— Aim of the task —
What is needed is an exact copy of the lines in the listing below, from the one with "configuration mechanism #1." up to and including the one with "legacy configuration space.", with no other lines.

— Data supplied —
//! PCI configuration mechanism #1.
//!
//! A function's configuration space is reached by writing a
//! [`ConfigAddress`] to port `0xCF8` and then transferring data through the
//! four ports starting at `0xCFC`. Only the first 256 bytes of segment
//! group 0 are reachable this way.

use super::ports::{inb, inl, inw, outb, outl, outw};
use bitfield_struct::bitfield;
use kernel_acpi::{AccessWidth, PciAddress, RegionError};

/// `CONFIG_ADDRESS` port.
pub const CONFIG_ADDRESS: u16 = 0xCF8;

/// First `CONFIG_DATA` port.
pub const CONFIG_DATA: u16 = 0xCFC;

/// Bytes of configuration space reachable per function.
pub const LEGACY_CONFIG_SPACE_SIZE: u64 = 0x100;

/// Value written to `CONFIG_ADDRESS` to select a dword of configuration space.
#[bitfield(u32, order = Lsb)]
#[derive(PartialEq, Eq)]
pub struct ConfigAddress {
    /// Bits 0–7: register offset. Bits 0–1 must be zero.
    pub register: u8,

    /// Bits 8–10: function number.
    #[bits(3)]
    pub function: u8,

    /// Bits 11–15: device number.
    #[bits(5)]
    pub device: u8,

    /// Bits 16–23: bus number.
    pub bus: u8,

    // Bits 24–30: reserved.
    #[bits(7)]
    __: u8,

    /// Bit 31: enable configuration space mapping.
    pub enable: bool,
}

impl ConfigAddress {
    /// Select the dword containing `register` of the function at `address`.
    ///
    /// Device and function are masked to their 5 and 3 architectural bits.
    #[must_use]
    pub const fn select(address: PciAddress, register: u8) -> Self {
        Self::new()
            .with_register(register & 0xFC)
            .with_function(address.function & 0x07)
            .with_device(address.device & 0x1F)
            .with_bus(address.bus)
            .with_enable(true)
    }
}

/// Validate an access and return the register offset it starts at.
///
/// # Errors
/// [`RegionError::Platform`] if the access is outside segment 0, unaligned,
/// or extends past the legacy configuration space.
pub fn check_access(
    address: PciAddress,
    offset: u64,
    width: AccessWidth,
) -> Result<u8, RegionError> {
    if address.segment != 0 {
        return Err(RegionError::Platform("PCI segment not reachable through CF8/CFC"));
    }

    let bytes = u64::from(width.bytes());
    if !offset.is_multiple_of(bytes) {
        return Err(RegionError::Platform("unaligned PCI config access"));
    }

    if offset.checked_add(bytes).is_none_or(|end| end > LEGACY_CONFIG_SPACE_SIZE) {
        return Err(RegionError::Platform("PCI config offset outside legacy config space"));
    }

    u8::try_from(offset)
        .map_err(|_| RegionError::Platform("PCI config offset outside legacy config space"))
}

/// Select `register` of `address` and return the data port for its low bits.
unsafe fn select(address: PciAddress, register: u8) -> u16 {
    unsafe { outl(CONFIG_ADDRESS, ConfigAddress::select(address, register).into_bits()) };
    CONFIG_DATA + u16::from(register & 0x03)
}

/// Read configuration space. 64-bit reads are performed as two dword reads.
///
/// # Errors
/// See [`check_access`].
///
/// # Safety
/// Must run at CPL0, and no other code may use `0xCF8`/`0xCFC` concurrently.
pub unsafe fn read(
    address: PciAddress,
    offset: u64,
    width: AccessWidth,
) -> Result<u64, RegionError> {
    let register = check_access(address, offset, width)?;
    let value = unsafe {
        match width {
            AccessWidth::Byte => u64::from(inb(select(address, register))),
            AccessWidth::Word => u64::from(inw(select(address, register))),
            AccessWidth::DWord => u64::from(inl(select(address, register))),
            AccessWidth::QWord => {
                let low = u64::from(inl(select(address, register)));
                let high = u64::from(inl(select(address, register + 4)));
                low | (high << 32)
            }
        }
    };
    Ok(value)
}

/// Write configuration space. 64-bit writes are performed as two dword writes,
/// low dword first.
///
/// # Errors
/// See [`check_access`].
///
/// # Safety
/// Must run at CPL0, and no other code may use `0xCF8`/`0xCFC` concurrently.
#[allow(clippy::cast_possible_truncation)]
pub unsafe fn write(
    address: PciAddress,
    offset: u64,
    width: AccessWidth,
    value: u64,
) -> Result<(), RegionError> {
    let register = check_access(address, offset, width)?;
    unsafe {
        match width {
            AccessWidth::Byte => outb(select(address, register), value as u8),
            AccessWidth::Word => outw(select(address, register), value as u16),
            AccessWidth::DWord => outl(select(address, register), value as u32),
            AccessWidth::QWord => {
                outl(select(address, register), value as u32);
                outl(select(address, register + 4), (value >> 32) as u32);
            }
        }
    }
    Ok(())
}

==

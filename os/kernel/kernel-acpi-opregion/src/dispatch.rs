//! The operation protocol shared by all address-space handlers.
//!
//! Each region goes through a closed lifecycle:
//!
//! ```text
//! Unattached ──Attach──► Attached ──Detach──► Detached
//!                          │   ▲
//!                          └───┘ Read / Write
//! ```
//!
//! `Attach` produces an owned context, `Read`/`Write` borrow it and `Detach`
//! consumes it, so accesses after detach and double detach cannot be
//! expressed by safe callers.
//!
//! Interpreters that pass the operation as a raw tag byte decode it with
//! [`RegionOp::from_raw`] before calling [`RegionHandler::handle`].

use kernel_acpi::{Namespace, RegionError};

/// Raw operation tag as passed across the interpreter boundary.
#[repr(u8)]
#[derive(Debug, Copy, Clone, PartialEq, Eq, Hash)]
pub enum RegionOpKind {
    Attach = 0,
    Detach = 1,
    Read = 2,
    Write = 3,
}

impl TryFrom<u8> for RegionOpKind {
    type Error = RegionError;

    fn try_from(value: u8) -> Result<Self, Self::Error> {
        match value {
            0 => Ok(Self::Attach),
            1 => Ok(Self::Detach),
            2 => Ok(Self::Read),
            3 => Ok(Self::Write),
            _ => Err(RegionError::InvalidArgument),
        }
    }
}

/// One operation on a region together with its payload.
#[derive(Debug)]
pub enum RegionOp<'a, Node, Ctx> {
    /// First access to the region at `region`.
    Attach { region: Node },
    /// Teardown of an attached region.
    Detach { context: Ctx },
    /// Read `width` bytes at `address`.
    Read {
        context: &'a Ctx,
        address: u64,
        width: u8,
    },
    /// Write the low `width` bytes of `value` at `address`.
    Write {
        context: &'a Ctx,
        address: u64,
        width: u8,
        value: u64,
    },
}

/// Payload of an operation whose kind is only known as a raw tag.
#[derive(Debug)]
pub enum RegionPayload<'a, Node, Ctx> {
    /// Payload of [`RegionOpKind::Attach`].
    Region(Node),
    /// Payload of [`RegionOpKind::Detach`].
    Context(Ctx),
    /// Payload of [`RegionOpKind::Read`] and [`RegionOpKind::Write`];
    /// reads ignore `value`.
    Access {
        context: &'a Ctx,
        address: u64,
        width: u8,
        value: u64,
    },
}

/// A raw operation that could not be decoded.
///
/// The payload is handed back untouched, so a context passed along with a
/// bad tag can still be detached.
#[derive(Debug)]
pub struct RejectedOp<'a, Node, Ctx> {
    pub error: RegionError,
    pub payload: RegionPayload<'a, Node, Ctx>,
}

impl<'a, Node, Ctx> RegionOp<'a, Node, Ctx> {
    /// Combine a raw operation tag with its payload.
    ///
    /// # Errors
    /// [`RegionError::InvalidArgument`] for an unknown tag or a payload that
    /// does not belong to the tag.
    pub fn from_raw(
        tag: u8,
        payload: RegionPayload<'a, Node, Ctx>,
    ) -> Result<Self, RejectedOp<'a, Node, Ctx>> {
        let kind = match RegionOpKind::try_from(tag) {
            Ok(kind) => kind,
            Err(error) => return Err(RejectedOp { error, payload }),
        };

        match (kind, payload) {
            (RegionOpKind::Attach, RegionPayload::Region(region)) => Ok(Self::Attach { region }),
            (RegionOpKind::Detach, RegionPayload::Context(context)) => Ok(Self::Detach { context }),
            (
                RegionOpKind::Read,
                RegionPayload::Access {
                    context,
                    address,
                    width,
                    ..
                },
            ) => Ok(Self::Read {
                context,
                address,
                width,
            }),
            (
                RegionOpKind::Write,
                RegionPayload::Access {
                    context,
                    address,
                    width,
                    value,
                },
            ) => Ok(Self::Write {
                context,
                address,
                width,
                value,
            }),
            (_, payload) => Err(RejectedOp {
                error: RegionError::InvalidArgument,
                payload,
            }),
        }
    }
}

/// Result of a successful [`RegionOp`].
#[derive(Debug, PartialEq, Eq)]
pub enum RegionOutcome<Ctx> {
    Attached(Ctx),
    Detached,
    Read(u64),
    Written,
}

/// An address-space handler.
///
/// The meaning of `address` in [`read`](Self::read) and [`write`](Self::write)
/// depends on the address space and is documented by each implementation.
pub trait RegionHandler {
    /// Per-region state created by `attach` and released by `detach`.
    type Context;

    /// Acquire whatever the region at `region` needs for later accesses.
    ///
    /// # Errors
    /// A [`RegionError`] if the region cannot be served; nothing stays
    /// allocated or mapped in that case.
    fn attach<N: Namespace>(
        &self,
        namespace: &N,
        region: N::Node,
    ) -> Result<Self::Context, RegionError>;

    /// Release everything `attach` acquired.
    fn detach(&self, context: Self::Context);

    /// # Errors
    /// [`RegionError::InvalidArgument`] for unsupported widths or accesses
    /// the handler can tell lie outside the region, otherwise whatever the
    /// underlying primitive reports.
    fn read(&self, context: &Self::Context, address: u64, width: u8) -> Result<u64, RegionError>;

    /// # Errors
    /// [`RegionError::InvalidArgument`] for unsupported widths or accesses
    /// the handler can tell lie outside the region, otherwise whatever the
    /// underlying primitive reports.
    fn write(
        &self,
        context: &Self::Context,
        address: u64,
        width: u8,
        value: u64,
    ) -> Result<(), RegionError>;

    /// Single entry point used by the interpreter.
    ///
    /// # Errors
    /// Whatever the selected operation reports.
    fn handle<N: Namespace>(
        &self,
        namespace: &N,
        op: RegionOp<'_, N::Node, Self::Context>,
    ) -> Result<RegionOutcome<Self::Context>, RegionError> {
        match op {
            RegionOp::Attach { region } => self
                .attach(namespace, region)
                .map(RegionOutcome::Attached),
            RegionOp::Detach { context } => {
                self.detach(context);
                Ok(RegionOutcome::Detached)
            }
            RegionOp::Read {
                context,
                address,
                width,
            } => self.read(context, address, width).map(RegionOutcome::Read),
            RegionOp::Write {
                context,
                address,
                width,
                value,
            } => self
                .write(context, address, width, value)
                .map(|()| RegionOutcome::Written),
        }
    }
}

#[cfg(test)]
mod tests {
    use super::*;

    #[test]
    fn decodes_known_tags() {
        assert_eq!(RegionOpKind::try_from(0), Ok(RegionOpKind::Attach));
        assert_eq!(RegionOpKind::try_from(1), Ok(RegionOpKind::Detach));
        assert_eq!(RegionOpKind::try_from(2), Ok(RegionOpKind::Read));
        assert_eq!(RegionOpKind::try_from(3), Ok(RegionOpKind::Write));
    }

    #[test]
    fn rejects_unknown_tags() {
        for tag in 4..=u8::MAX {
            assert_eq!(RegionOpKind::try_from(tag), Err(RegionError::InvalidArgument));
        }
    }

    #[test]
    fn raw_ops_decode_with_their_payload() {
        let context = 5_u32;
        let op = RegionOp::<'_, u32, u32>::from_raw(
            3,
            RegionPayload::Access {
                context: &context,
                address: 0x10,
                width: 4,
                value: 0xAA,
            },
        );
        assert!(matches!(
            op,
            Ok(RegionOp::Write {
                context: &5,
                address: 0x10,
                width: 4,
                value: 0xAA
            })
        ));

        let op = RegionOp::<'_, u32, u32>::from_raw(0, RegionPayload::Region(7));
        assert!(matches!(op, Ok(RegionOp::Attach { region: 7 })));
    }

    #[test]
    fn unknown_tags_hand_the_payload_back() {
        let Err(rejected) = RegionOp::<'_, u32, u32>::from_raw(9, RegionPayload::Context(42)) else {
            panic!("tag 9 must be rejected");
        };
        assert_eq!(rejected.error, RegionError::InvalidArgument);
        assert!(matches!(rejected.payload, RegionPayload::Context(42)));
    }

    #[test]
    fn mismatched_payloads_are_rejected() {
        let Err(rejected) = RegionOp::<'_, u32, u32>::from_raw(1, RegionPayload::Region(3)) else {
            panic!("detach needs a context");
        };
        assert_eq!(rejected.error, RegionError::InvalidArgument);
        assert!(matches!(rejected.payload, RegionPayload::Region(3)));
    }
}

— Solution below —
//! PCI configuration mechanism #1.
//!
//! A function's configuration space is reached by writing a
//! [`ConfigAddress`] to port `0xCF8` and then transferring data through the
//! four ports starting at `0xCFC`. Only the first 256 bytes of segment
//! group 0 are reachable this way.

use super::ports::{inb, inl, inw, outb, outl, outw};
use bitfield_struct::bitfield;
use kernel_acpi::{AccessWidth, PciAddress, RegionError};

/// `CONFIG_ADDRESS` port.
pub const CONFIG_ADDRESS: u16 = 0xCF8;

/// First `CONFIG_DATA` port.
pub const CONFIG_DATA: u16 = 0xCFC;

/// Bytes of configuration space reachable per function.
pub const LEGACY_CONFIG_SPACE_SIZE: u64 = 0x100;

/// Value written to `CONFIG_ADDRESS` to select a dword of configuration space.
#[bitfield(u32, order = Lsb)]
#[derive(PartialEq, Eq)]
pub struct ConfigAddress {
    /// Bits 0–7: register offset. Bits 0–1 must be zero.
    pub register: u8,

    /// Bits 8–10: function number.
    #[bits(3)]
    pub function: u8,

    /// Bits 11–15: device number.
    #[bits(5)]
    pub device: u8,

    /// Bits 16–23: bus number.
    pub bus: u8,

    // Bits 24–30: reserved.
    #[bits(7)]
    __: u8,

    /// Bit 31: enable configuration space mapping.
    pub enable: bool,
}

impl ConfigAddress {
    /// Select the dword containing `register` of the function at `address`.
    ///
    /// Device and function are masked to their 5 and 3 architectural bits.
    #[must_use]
    pub const fn select(address: PciAddress, register: u8) -> Self {
        Self::new()
            .with_register(register & 0xFC)
            .with_function(address.function & 0x07)
            .with_device(address.device & 0x1F)
            .with_bus(address.bus)
            .with_enable(true)
    }
}

/// Validate an access and return the register offset it starts at.
///
/// # Errors
/// [`RegionError::Platform`] if the access is outside segment 0, unaligned,
/// or extends past the legacy configuration space.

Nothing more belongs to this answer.